UNIX: One OS To Rule Them All
CS 321 2007
Lecture, Dr. Lawlor
There's a pretty good, short, readable history of UNIX at
unix.org. Go read it. It's good.
There's a much longer, more personal story of
UNIX by Dennis Richie. If you have a chance, check it
out.
Finally, there's a good UNIX family tree and tour of UNIX creators'
beards here.
UNIX doesn't actually do anything amazing not done by other
operating
systems at the time. But it was written by some really smart,
motivated programmers who wanted the machine to "just work
right". UNIX was developed in portable C (alongside the B and
then C languages), because the programmers were tired of porting
bigger
operating systems written in assembly. The biggest and most
significant design feature of UNIX is the use of "interchangable
parts"
everywhere in the OS.
Interchangable Parts
Most other operating systems are made of a few, giant
programs.
For example, Microsoft Visual C++, and Mac OS Xcode are both huge
"Integrated Development Environments". They've got editors,
debuggers, compilers, and a build system all wrapped together into
one
piece.
There are advantages to this approach. For example, it's easy
to
flip between editing and debugging code, since there's just one big
program running.
But there are also disadvantages. For example, if you hate the
Visual C++ editor, it's not easy to replace it with another editor.
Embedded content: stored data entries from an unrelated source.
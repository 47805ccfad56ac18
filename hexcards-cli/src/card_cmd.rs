//! Card command - render a single move card
//!
//! ## Architecture (4-layer granularity)
//!
//! - Level 1: run() - orchestration
//! - Level 2: build_card(), render_outputs()
//! - Level 3: (delegated to hexcards-core render module)

use std::path::PathBuf;

use anyhow::{Context, Result};
use clap::Args;

use hexcards_core::card::parse_movement_list;
use hexcards_core::render::print;
use hexcards_core::{Card, CardLayout, Renderer, SvgRenderer};

use crate::output::{write_file, write_png};

// ============================================================================
// COMMAND ARGUMENTS (Level 4 - Configuration)
// ============================================================================

#[derive(Args)]
pub struct CardArgs {
    /// Card title
    #[arg(long, default_value = "Tactical Move")]
    pub title: String,

    /// Flavor text printed under the title
    #[arg(long, default_value = "A short flavorful description.")]
    pub flavor: String,

    /// Movement tokens, e.g. "1F, 2RB"
    #[arg(long, default_value = "1F")]
    pub moves: String,

    /// Print resolution
    #[arg(long, default_value = "300")]
    pub dpi: f64,

    /// SVG output file
    #[arg(long, value_name = "FILE")]
    pub output: PathBuf,

    /// Also write a PNG rendering
    #[arg(long, value_name = "FILE")]
    pub png: Option<PathBuf>,

    /// Also write a printable HTML page
    #[arg(long, value_name = "FILE")]
    pub html: Option<PathBuf>,
}

// ============================================================================
// LEVEL 1 - ORCHESTRATION
// ============================================================================

/// Run card command
pub fn run(args: CardArgs) -> Result<()> {
    let card = build_card(&args)?;
    let layout = CardLayout::default().with_dpi(args.dpi);

    tracing::info!(
        "Rendering card {:?} ({}) at {} dpi",
        card.title,
        card.movements_text(),
        layout.dpi
    );

    render_outputs(&card, &layout, &args)
}

// ============================================================================
// LEVEL 2 - PHASES
// ============================================================================

fn build_card(args: &CardArgs) -> Result<Card> {
    let movements = parse_movement_list(1, &args.moves).context("Invalid --moves")?;
    Ok(Card::new(args.title.trim(), args.flavor.trim(), movements))
}

fn render_outputs(card: &Card, layout: &CardLayout, args: &CardArgs) -> Result<()> {
    let renderer = SvgRenderer;
    let document = renderer.card_document(card, layout);
    let svg = document.to_string();

    write_file(&args.output, svg.as_bytes())?;

    if let Some(path) = &args.png {
        write_png(&document, layout.pixel_width(), layout.pixel_height(), path)?;
    }
    if let Some(path) = &args.html {
        write_file(path, print::card_page(&card.title, &svg).as_bytes())?;
    }
    Ok(())
}

// ============================================================================
// TESTS
// ============================================================================
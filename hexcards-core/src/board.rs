//! Hex board geometry with axial coordinates

use serde::{Deserialize, Serialize};
use std::fmt;
use std::ops::{Add, Mul};

/// Axial hex coordinates
#[derive(Clone, Copy, Debug, PartialEq, Eq, Hash, PartialOrd, Ord, Serialize, Deserialize)]
pub struct Axial {
    pub q: i32,
    pub r: i32,
}

impl Axial {
    pub const ORIGIN: Axial = Axial::new(0, 0);

    pub const fn new(q: i32, r: i32) -> Self {
        Self { q, r }
    }

    /// Distance from center (0,0)
    pub fn distance_to_origin(&self) -> u32 {
        self.q
            .unsigned_abs()
            .max(self.r.unsigned_abs())
            .max((self.q + self.r).unsigned_abs())
    }

    /// Distance between two hexes
    pub fn distance_to(&self, other: Axial) -> u32 {
        Axial::new(self.q - other.q, self.r - other.r).distance_to_origin()
    }

    /// Check if this hex lies within a board of the given radius
    pub fn within_radius(&self, radius: u32) -> bool {
        self.distance_to_origin() <= radius
    }

    /// Get neighbor in direction
    pub fn neighbor(&self, direction: Direction) -> Axial {
        *self + direction.offset()
    }
}

impl Add for Axial {
    type Output = Axial;

    fn add(self, rhs: Axial) -> Axial {
        Axial::new(self.q + rhs.q, self.r + rhs.r)
    }
}

impl Mul<i32> for Axial {
    type Output = Axial;

    fn mul(self, rhs: i32) -> Axial {
        Axial::new(self.q * rhs, self.r * rhs)
    }
}

impl fmt::Display for Axial {
    fn fmt(&self, f: &mut fmt::Formatter<'_>) -> fmt::Result {
        write!(f, "{},{}", self.q, self.r)
    }
}

/// Movement direction relative to a piece facing up the board.
#[derive(Clone, Copy, Debug, PartialEq, Eq, Hash, Serialize, Deserialize)]
pub enum Direction {
    #[serde(rename = "F")]
    Forward = 0,
    #[serde(rename = "RF")]
    RightForward = 1,
    #[serde(rename = "RB")]
    RightBack = 2,
    #[serde(rename = "B")]
    Back = 3,
    #[serde(rename = "LB")]
    LeftBack = 4,
    #[serde(rename = "LF")]
    LeftForward = 5,
}

/// Direction vectors in axial coordinates (dq, dr)
/// Index: 0=F, 1=RF, 2=RB, 3=B, 4=LB, 5=LF
pub const DIRECTIONS: [Axial; 6] = [
    Axial::new(0, -1),  // F
    Axial::new(1, -1),  // RF
    Axial::new(1, 0),   // RB
    Axial::new(0, 1),   // B
    Axial::new(-1, 1),  // LB
    Axial::new(-1, 0),  // LF
];

/// Side order used when walking a ring, starting from its (-k, k) corner
pub const RING_WALK: [Direction; 6] = [
    Direction::RightBack,
    Direction::RightForward,
    Direction::Forward,
    Direction::LeftForward,
    Direction::LeftBack,
    Direction::Back,
];

impl Direction {
    /// Clockwise from the forward-left edge, the order the card editor lists them in
    pub const CLOCKWISE: [Direction; 6] = [
        Direction::LeftForward,
        Direction::Forward,
        Direction::RightForward,
        Direction::RightBack,
        Direction::Back,
        Direction::LeftBack,
    ];

    /// Unit axial offset for this direction
    pub fn offset(self) -> Axial {
        DIRECTIONS[self as usize]
    }

    /// Short text code (F, RF, ...)
    pub fn code(self) -> &'static str {
        match self {
            Direction::Forward => "F",
            Direction::RightForward => "RF",
            Direction::RightBack => "RB",
            Direction::Back => "B",
            Direction::LeftBack => "LB",
            Direction::LeftForward => "LF",
        }
    }

    /// Look up a direction by its code, ignoring case
    pub fn from_code(code: &str) -> Option<Direction> {
        match code.to_ascii_uppercase().as_str() {
            "F" => Some(Direction::Forward),
            "RF" => Some(Direction::RightForward),
            "RB" => Some(Direction::RightBack),
            "B" => Some(Direction::Back),
            "LB" => Some(Direction::LeftBack),
            "LF" => Some(Direction::LeftForward),
            _ => None,
        }
    }
}

impl fmt::Display for Direction {
    fn fmt(&self, f: &mut fmt::Formatter<'_>) -> fmt::Result {
        f.write_str(self.code())
    }
}

/// All hexes at exactly `radius` steps from the origin, walked from the
/// (-radius, radius) corner. Radius 0 is the empty ring.
pub fn ring(radius: u32) -> Vec<Axial> {
    let k = radius as i32;
    let mut hexes = Vec::with_capacity(6 * radius as usize);
    let mut current = Axial::new(-k, k);
    for direction in RING_WALK {
        for _ in 0..k {
            hexes.push(current);
            current = current.neighbor(direction);
        }
    }
    hexes
}

/// Center followed by every ring out to `radius`
pub fn spiral(radius: u32) -> Vec<Axial> {
    let mut hexes = Vec::with_capacity(hex_count(radius));
    hexes.push(Axial::ORIGIN);
    for k in 1..=radius {
        hexes.extend(ring(k));
    }
    hexes
}

/// Number of hexes on a board of the given radius
pub fn hex_count(radius: u32) -> usize {
    let r = radius as usize;
    1 + 3 * r * (r + 1)
}
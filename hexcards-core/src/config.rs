//! Configuration for board and card rendering

use crate::grid::{GridParams, HexCell};
use anyhow::Context;
use serde::{Deserialize, Serialize};
use std::path::Path;

/// Resolution that the layout constants are authored at
pub const BASE_DPI: f64 = 96.0;

/// Board view configuration
#[derive(Clone, Debug, PartialEq, Serialize, Deserialize)]
#[serde(default)]
pub struct BoardConfig {
    /// Number of rings around the center hex
    pub radius: u32,
    /// Distance between opposite corners of a hex, in pixels
    pub diameter: f64,
    /// Stroke width of hex outlines
    pub border: f64,
    /// Whole-board rotation in degrees
    pub rotation: f64,
    /// Extra spacing multiplier between hex centers (1 = snug)
    pub spacing: f64,
}

impl Default for BoardConfig {
    fn default() -> Self {
        Self {
            radius: 2,
            diameter: 80.0,
            border: 2.0,
            rotation: 0.0,
            spacing: 1.0,
        }
    }
}

impl BoardConfig {
    pub fn with_radius(mut self, radius: u32) -> Self {
        self.radius = radius;
        self
    }

    pub fn with_diameter(mut self, diameter: f64) -> Self {
        self.diameter = diameter;
        self
    }

    pub fn with_rotation(mut self, rotation: f64) -> Self {
        self.rotation = rotation;
        self
    }

    pub fn with_spacing(mut self, spacing: f64) -> Self {
        self.spacing = spacing;
        self
    }

    pub fn with_border(mut self, border: f64) -> Self {
        self.border = border;
        self
    }

    pub fn grid_params(&self) -> GridParams {
        GridParams::new(self.radius, self.diameter, self.spacing)
    }

    /// Generate the board's cells with clamped inputs
    pub fn cells(&self) -> Vec<HexCell> {
        self.grid_params().generate()
    }

    /// Padding around the board so outlines are never clipped
    pub fn padding(&self) -> f64 {
        (self.border * 2.0 + 8.0).max(20.0)
    }

    /// Load from JSON file
    pub fn load(path: &Path) -> anyhow::Result<Self> {
        let content = std::fs::read_to_string(path)
            .with_context(|| format!("failed to read {}", path.display()))?;
        serde_json::from_str(&content)
            .with_context(|| format!("invalid board config in {}", path.display()))
    }

    /// Save to JSON file
    pub fn save(&self, path: &Path) -> anyhow::Result<()> {
        let content = serde_json::to_string_pretty(self)?;
        std::fs::write(path, content)
            .with_context(|| format!("failed to write {}", path.display()))?;
        Ok(())
    }
}

/// Print layout for a move card
#[derive(Clone, Debug, PartialEq, Serialize, Deserialize)]
#[serde(default)]
pub struct CardLayout {
    /// Output resolution
    pub dpi: f64,
    /// Card width in inches
    pub width_in: f64,
    /// Card height in inches
    pub height_in: f64,
    /// Rings on the mini board
    pub board_radius: u32,
    /// Hex diameter the mini board is generated at before scaling to fit
    pub board_diameter: f64,
    /// Characters per line of flavor text
    pub wrap_width: usize,
}

impl Default for CardLayout {
    fn default() -> Self {
        Self {
            dpi: 300.0,
            width_in: 2.5,
            height_in: 3.5,
            board_radius: 2,
            board_diameter: 60.0,
            wrap_width: 36,
        }
    }
}

impl CardLayout {
    pub fn with_dpi(mut self, dpi: f64) -> Self {
        self.dpi = dpi;
        self
    }

    /// Card width in pixels
    pub fn pixel_width(&self) -> u32 {
        (self.width_in * self.dpi).round() as u32
    }

    /// Card height in pixels
    pub fn pixel_height(&self) -> u32 {
        (self.height_in * self.dpi).round() as u32
    }

    /// Convert a length authored at 96 DPI to this layout's resolution
    pub fn px(&self, base: f64) -> f64 {
        (base * self.dpi / BASE_DPI).round()
    }
}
UNIX development works differently. Entirely separate programs
handle editing (nedit, pico, emacs, vi, ...), debugging (gdb, ddd,
TotalView, ...), compiling (g++, icpc, ...), and building (make,
ant,
jam, ...). If you want to add your own specialized tool to the
list, it's trivially easy, because none of the other tools know
about
each other.
For example, here's how I write code:
- Edit: nedit foo.cpp &
- Compile: g++ foo.cpp -o foo
- Run or Debug: ./foo
or gdb ./foo
There's a nice little classic-UNIX program for automating the build
process called "make". "make" is controlled by a little text
file
called a "Makefile".
Basically the above means there's a program "foo". "foo"
depends
on "foo.cpp", which needs to be compiled using "g++". Here's
what
our Makefile would contain:
foo: foo.cpp
g++ foo.cpp -o foo
Note that there's a TAB in front of all commands in Makefiles, not a set of
spaces! This whitespace dependence is by far the worst thing
about Makefiles. (slightly
longer Makefile tutorial)
List of UNIXes
UNIX-like operating systems today include (the short list):
- Almost every existing OS except Windows.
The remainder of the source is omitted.